SOS Does Not Break Ties in Some Tournament Systems
E.g., SOS does not break ties in a round-robin. (For reference, nor does SOSOS.)
Disadvantages of the Social Context around SOS
Manual Calculation is Tedious
Calculating SOS by hand correctly for all participants is tedious
because one has to add a lot of numbers and check many references.
Commentary on the Quality of SOS
Although not every (dis)advantage carries the same relevance, it cannot
be overlooked that SOS has more disadvantages than advantages and that
most of the disadvantages are severe. SOS is popular nevertheless not
just because of its established history but also because availability
of alternative tiebreakers, which are not discussed here, is
restricted. Most tiebreakers are even much more doubtful than SOS. The
few interesting other tiebreakers have their merits but have a similar
quality to SOS, i.e., are not so overwhelmingly better that everybody
would swiftly prefer them.
When using SOS, one should be aware of its imprecision. Within one
large score group, the player with the greatest SOS may often have
performed better than the player with the smallest SOS. However, the
exact order of all players in that score group should not be trusted
because the typically small SOS differences between two adjacent
players in the final results table are often smaller than the
significance of SOS can be.
Research on One Significance Aspect
Here only one of the significance aspects is studied: "A Player Cannot Influence His Opponents' Later SOS Changes". The other significance errors would have to be added.
Maximal Imprecision
Given a Swiss tournament with N (even) players Pn; n=1..N, R rounds, all players playing all rounds, no pair occurring twice, opponents Onr; r=1..R of player Pn in round r, no Byes, scores Snr; r=1..R in {1;0} representing {win, loss} of player Pn in round r, Sn the player's score vector for all rounds, a simplifying assumption that a player with sum[i=1..r-1]Sni points before the start of round r gets in round r an opponent with also sum[i=1..r-1]Sni points, a simplifiying assumption that all Onr get an average of 0.5 points in rounds i>r.
Then after R rounds player Pn has the expected SOS
sum[for_opponents_in_all_rounds] (opponent's points before actual round + opponent's points in actual round + opponent's points in later rounds) =
sum[r=1..R] ( sum[i=1..r-1]Sni + 1-Snr + 0.5*(R-r) ).
The latter summand could be 0*(R-r) if all Onr would lose in all later rounds or 1*(R-r) if all Onr would win in all later rounds. Therefore the maximal imprecision of the expected SOS of Pn is +- sum[r=1..R] 0.5*(R-r).
Remarks
The minimal imprecision of SOS is
0. One approach to assessing some average imprecision would be
consideration of a reasonable model like the binomial distribution
where the minimal
imprecision 0 has the greatest frequency and the positive or negative
maximal imprecisions each have the frequency 1. Doing this is subject
to further research.
The maximal imprecision is independent of Sn!

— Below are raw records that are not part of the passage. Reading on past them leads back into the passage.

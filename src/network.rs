use serde::{Deserialize, Serialize};
use std::fmt;
use std::str::FromStr;

use crate::errors::SelectionError;

/// Seismic networks whose station selection can be changed on the portal
///
/// Only two networks are driven through the selection page; any other
/// code is rejected before a request is built.
#[derive(Debug, Clone, Copy, PartialEq, Eq, Hash, Serialize, Deserialize)]
pub enum NetworkCode {
    // @network: 0101
    #[serde(rename = "0101")]
    HiNet,
    // @network: 0103
    #[serde(rename = "0103")]
    FNet,
}

impl NetworkCode {
    /// All network codes accepted by the selection page
    pub const ALL: [NetworkCode; 2] = [NetworkCode::HiNet, NetworkCode::FNet];

    // @returns: Code sent as the `net` form field
    pub fn code(&self) -> &'static str {
        match self {
            Self::HiNet => "0101",
            Self::FNet => "0103",
        }
    }

    // @returns: Human readable network name
    pub fn display_name(&self) -> &'static str {
        match self {
            Self::HiNet => "Hi-net",
            Self::FNet => "F-net",
        }
    }
}

impl fmt::Display for NetworkCode {
    fn fmt(&self, f: &mut fmt::Formatter<'_>) -> fmt::Result {
        write!(f, "{}", self.code())
    }
}

impl FromStr for NetworkCode {
    type Err = SelectionError;

    fn from_str(s: &str) -> Result<Self, Self::Err> {
        // Exact match only, padded codes are not the same code
        match s {
            "0101" => Ok(Self::HiNet),
            "0103" => Ok(Self::FNet),
            other => Err(SelectionError::InvalidNetworkCode(other.to_string())),
        }
    }
}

Closest SOS differ by 1 (if we ignore jigos). Contrarily, this imprecision (error) of SOS can become very great in comparison! So one can hardly assign any reasonable grade of significance for SOS. E.g. in a tournament with R=5, why should a SOS difference 4 between two players be significant but not a SOS difference 3? However, the most clearly the often used significance of a SOS difference 1 (even disregarding R(!)) cannot be justified.
Winning earlier is advantageous since the first summand is greater then.
To conclude, it is hard to justify usage of SOS as the first tiebreaker in a Swiss (or a MacMahon) tournament. SOS may depend on opponents' performance during a tournament, however, the dependency is by far too weak for meaningful numbers. Paul Matthews has shown that it is better than drawing a lot but this is about the best that could be said about SOS. It is much more honest not to use any tiebreaker than to use a particular tiebreaker with such an extremely high error per [used] significance ratio.
Example
R=5 and Sn=(1,0,1,0,1).
The expected SOS of player Pn after round 5 is
2+3.5+2+3.5+2 = 13.
Its maximal imprecision for this player is
+- (2+1.5+1+0.5+0) = +- 5.
So after the tournament Pn might have a SOS from 8 to 18.